● Problem statement
Output only the lines from the start of the entries through the line holding "use std::path::PathBuf;". Each line must match the original exactly.

[Saved data entries]
__________________________________________________
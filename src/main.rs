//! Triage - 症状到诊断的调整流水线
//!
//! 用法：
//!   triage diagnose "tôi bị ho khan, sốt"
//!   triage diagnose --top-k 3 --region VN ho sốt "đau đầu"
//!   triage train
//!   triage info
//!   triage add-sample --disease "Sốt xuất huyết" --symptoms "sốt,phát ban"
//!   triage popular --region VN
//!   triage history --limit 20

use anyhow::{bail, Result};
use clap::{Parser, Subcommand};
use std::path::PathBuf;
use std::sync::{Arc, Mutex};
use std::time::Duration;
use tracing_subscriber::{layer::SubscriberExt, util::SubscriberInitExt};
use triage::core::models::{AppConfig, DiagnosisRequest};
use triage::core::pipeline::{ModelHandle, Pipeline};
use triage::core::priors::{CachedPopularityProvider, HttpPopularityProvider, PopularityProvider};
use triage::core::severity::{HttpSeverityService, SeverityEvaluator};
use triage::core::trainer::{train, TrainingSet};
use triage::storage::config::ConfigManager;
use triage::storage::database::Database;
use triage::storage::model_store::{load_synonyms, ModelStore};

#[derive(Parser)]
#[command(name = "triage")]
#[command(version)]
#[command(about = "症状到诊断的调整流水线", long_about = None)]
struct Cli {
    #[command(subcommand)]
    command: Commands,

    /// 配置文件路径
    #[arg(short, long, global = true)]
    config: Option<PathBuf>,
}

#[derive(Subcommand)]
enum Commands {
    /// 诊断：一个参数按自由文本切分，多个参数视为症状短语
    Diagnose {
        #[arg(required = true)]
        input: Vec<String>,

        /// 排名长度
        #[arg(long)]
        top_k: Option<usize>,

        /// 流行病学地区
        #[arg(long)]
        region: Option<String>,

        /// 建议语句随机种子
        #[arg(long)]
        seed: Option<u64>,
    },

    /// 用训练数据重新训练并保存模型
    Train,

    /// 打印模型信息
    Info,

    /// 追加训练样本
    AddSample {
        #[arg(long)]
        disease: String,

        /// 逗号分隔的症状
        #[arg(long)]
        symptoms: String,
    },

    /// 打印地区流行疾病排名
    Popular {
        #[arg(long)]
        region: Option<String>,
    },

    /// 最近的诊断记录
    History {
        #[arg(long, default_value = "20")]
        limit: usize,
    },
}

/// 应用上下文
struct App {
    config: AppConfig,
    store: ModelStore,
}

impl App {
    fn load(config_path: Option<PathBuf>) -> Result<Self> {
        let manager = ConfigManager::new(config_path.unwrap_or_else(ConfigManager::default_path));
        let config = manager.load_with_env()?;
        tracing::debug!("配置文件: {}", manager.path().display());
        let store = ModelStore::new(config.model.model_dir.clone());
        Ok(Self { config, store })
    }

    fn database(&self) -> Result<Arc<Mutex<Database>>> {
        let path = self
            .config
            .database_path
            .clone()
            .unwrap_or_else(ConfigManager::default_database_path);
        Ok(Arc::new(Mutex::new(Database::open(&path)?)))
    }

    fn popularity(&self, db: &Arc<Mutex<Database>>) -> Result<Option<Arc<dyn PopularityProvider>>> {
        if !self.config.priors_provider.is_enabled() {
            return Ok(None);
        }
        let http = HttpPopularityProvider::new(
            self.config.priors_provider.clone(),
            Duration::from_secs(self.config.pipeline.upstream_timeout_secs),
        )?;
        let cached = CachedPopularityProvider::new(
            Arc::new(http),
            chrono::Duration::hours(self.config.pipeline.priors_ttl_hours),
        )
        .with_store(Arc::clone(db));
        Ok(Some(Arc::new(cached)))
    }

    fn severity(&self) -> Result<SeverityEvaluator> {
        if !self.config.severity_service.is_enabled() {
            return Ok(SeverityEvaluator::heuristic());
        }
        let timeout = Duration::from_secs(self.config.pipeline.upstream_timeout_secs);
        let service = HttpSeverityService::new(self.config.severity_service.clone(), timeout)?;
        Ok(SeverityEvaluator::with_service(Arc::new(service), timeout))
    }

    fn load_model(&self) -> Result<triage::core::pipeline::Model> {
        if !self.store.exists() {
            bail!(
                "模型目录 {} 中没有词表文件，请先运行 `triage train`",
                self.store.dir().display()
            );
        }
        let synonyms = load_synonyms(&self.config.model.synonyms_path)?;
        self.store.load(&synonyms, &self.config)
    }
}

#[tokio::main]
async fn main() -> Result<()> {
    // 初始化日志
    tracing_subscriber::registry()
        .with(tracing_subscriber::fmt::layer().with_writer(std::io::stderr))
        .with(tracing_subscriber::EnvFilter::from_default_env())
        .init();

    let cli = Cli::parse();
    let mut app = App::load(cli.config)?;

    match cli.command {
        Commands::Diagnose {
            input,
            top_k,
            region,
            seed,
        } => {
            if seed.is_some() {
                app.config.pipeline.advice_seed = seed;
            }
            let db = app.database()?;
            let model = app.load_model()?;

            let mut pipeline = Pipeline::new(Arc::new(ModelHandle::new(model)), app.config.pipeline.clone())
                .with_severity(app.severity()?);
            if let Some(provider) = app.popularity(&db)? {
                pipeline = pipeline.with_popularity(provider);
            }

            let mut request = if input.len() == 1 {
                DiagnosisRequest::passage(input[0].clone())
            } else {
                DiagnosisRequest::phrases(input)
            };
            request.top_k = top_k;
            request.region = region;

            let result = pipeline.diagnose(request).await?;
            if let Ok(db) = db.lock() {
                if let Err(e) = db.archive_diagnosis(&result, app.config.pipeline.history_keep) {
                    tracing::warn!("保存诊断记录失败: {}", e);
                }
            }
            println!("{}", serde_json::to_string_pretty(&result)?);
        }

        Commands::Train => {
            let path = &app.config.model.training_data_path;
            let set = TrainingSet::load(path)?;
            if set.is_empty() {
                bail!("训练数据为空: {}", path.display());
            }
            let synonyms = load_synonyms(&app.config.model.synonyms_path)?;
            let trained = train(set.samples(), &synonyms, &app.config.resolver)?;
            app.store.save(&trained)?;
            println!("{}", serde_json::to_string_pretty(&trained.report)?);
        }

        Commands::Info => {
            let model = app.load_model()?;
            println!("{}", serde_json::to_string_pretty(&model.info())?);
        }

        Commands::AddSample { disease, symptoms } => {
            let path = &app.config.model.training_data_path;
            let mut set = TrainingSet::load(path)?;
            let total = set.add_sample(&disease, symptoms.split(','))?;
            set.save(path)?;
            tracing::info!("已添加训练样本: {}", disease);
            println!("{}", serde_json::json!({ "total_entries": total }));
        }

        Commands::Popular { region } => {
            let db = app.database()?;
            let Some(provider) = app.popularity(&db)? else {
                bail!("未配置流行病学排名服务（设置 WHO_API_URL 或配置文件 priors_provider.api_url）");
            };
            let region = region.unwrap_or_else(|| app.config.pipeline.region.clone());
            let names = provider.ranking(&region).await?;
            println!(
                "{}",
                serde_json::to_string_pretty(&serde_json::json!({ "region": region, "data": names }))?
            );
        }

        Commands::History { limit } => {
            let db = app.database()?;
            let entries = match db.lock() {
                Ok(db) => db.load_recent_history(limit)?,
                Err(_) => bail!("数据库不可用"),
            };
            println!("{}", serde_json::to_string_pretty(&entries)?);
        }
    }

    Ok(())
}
__________________________________________________
● Completed task
filename src/main.rs
//! Triage - 症状到诊断的调整流水线
//!
//! 用法：
//!   triage diagnose "tôi bị ho khan, sốt"
//!   triage diagnose --top-k 3 --region VN ho sốt "đau đầu"
//!   triage train
//!   triage info
//!   triage add-sample --disease "Sốt xuất huyết" --symptoms "sốt,phát ban"
//!   triage popular --region VN
//!   triage history --limit 20

use anyhow::{bail, Result};
use clap::{Parser, Subcommand};
use std::path::PathBuf;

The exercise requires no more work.